A narrow reservoir on the Salt River along the Apache Trail, surrounded by dramatic volcanic cliff walls rising hundreds of feet. The lake fills a steep-sided canyon in the Superstition Wilderness with minimal shoreline development. The Dolly Steamboat offers guided tours through the inner canyon for unique water-level perspectives of the cliffs.

Photography Guide

Best Time
morning
Crowds
Moderate
Shot Types
widelandscapereflection
Best Seasons
springfallwinter
Practical Tips
The approach via the Apache Trail (State Route 88) is paved to Canyon Lake. A Tonto National Forest day pass is required; the Canyon Lake Marina and Dolly Steamboat provide different perspectives.

Author's Comments

The drive in is part of the photograph, even if you never click the shutter on it. Route 88 winds through the Superstitions and the rock changes color as you climb, and by the time the lake appears below you the light has already done half the work. Canyon Lake is narrower than you expect. The cliffs rise straight out of the water in places, hundreds of feet of volcanic stone holding shadow well past mid-morning, and the reservoir threads between them like something poured rather than built. I come in winter, usually January, when the desert air is clean and the reflections hold. Morning is the only hour that matters here.

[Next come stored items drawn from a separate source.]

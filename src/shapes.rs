//! Shapes with a computed area
//!
//! New shapes implement `Shape`; consumers such as `print_shape_area` take
//! `&dyn Shape` and never look at the concrete type.

use std::f64::consts::PI;
use std::io::{self, Write};

use serde::{Deserialize, Serialize};

/// Anything with an area
pub trait Shape {
    fn area(&self) -> f64;
}

/// Axis-aligned rectangle
#[derive(Debug, Clone, Copy, PartialEq, Serialize, Deserialize)]
pub struct Rectangle {
    width: f64,
    height: f64,
}

impl Rectangle {
    /// Inputs are not validated; negative or NaN sides give a negative or NaN area
    pub fn new(width: f64, height: f64) -> Self {
        Self { width, height }
    }

    #[inline]
    pub fn width(&self) -> f64 {
        self.width
    }

    #[inline]
    pub fn height(&self) -> f64 {
        self.height
    }
}

impl Shape for Rectangle {
    #[inline]
    fn area(&self) -> f64 {
        self.width * self.height
    }
}

/// Circle given by its radius
#[derive(Debug, Clone, Copy, PartialEq, Serialize, Deserialize)]
pub struct Circle {
    radius: f64,
}

impl Circle {
    pub fn new(radius: f64) -> Self {
        Self { radius }
    }

    #[inline]
    pub fn radius(&self) -> f64 {
        self.radius
    }
}

impl Shape for Circle {
    #[inline]
    fn area(&self) -> f64 {
        PI * self.radius * self.radius
    }
}

/// Write `Area: <value>` for any shape
pub fn write_shape_area(out: &mut dyn Write, shape: &dyn Shape) -> io::Result<()> {
    writeln!(out, "Area: {}", shape.area())
}

/// Print `Area: <value>` to stdout
pub fn print_shape_area(shape: &dyn Shape) {
    if let Err(e) = write_shape_area(&mut io::stdout().lock(), shape) {
        log::warn!("Failed to print area: {}", e);
    }
}

#[cfg(test)]
mod tests {
    use super::*;
    use proptest::prelude::*;

    fn area_line(shape: &dyn Shape) -> String {
        let mut out = Vec::new();
        write_shape_area(&mut out, shape).unwrap();
        String::from_utf8(out).unwrap()
    }

    #[test]
    fn test_dimensions_are_kept() {
        let rect = Rectangle::new(5.0, 10.0);
        assert_eq!((rect.width(), rect.height()), (5.0, 10.0));
        assert_eq!(Circle::new(7.0).radius(), 7.0);
    }

    #[test]
    fn test_print_shape_area_stdout() {
        print_shape_area(&Rectangle::new(2.0, 3.0));
        print_shape_area(&Circle::new(1.0));
    }

    #[test]
    fn test_rectangle_area() {
        assert_eq!(Rectangle::new(5.0, 10.0).area(), 50.0);
        assert_eq!(Rectangle::new(0.0, 10.0).area(), 0.0);
    }

    #[test]
    fn test_circle_area() {
        let area = Circle::new(7.0).area();
        assert!((area - 153.938_040_025_899_85).abs() < 1e-9);
        assert_eq!(Circle::new(0.0).area(), 0.0);
    }

    #[test]
    fn test_area_line_any_variant() {
        let shapes: Vec<Box<dyn Shape>> =
            vec![Box::new(Rectangle::new(5.0, 10.0)), Box::new(Circle::new(1.0))];

        assert_eq!(area_line(shapes[0].as_ref()), "Area: 50\n");
        assert_eq!(area_line(shapes[1].as_ref()), format!("Area: {}\n", PI));
    }

    #[test]
    fn test_new_variant_plugs_in() {
        struct Square(f64);
        impl Shape for Square {
            fn area(&self) -> f64 {
                self.0 * self.0
            }
        }

        assert_eq!(area_line(&Square(3.0)), "Area: 9\n");
    }

    #[test]
    fn test_negative_inputs_are_not_rejected() {
        assert_eq!(Rectangle::new(-2.0, 3.0).area(), -6.0);
        // Squared radius keeps the circle non-negative
        assert!(Circle::new(-1.0).area() > 0.0);
    }

    #[test]
    fn test_shape_serde() {
        let json = serde_json::to_string(&Circle::new(2.5)).unwrap();
        assert_eq!(json, r#"{"radius":2.5}"#);
        let rect: Rectangle = serde_json::from_str(r#"{"width":2.0,"height":4.0}"#).unwrap();
        assert_eq!(rect.width(), 2.0);
        assert_eq!(rect.height(), 4.0);
        assert_eq!(rect.area(), 8.0);
    }

    proptest! {
        #[test]
        fn prop_rectangle_area_is_product(w in 0.0f64..1e6, h in 0.0f64..1e6) {
            let rect = Rectangle::new(w, h);
            prop_assert_eq!(rect.area(), w * h);
            prop_assert!(rect.area() >= 0.0);
        }

        #[test]
        fn prop_circle_area_formula(r in 0.0f64..1e6) {
            let circle = Circle::new(r);
            prop_assert_eq!(circle.area(), PI * r * r);
            prop_assert!(circle.area() >= 0.0);
        }
    }
}
//! Error types for repository I/O.
//!
//! These never escape `DataRepository::save` / `load`; they exist so the
//! fallible paths can be tested and logged before being swallowed.

use std::path::PathBuf;

use thiserror::Error;

/// Result type for repository operations
pub type Result<T> = std::result::Result<T, RepositoryError>;

/// Errors observed while reading or writing the data file
#[derive(Debug, Error)]
pub enum RepositoryError {
    /// Data file could not be created or written
    #[error("Failed to write {path}: {source}")]
    Write {
        path: PathBuf,
        #[source]
        source: std::io::Error,
    },

    /// Data file exists but could not be opened or read
    #[error("Failed to read {path}: {source}")]
    Read {
        path: PathBuf,
        #[source]
        source: std::io::Error,
    },
}
//! Printable and storable capabilities
//!
//! Two single-behavior traits so a type only takes on what it actually does.
//! `Document` happens to do both.

use std::io::{self, Write};

use crate::consts::{PRINTING_MESSAGE, STORING_MESSAGE};

/// Can be printed
pub trait Printable {
    fn print_to(&self, out: &mut dyn Write) -> io::Result<()>;

    /// Print to stdout
    fn print(&self) {
        if let Err(e) = self.print_to(&mut io::stdout().lock()) {
            log::warn!("Print failed: {}", e);
        }
    }
}

/// Can be stored
pub trait Storable {
    fn store_to(&self, out: &mut dyn Write) -> io::Result<()>;

    /// Store, reporting on stdout
    fn store(&self) {
        if let Err(e) = self.store_to(&mut io::stdout().lock()) {
            log::warn!("Store failed: {}", e);
        }
    }
}

/// Stateless document
#[derive(Debug, Clone, Copy, Default, PartialEq, Eq)]
pub struct Document;

impl Document {
    pub fn new() -> Self {
        Self
    }
}

impl Printable for Document {
    fn print_to(&self, out: &mut dyn Write) -> io::Result<()> {
        writeln!(out, "{}", PRINTING_MESSAGE)
    }
}

impl Storable for Document {
    fn store_to(&self, out: &mut dyn Write) -> io::Result<()> {
        writeln!(out, "{}", STORING_MESSAGE)
    }
}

The sun has to clear the eastern wall before it reaches the water, and there is a window of maybe forty minutes when the upper cliffs are lit warm and the lower walls are still cool blue, and the lake mirrors both. After that the light goes flat and the wind picks up and the surface breaks. The marina gives you one kind of photograph. The Dolly Steamboat gives you another, and it is the one I would prioritize if you only have a single morning. From water level the scale resets. The cliffs become walls in the older sense of the word, vertical and close, and the boat moves slowly enough that you can work a composition rather than chase it. Bring a wide lens for the canyon and something longer for the bighorn sheep that sometimes appear on the ledges. It is not a secret place. But it is large enough and strange enough that it absorbs its visitors, and most mornings you can find a stretch of shoreline that feels like yours.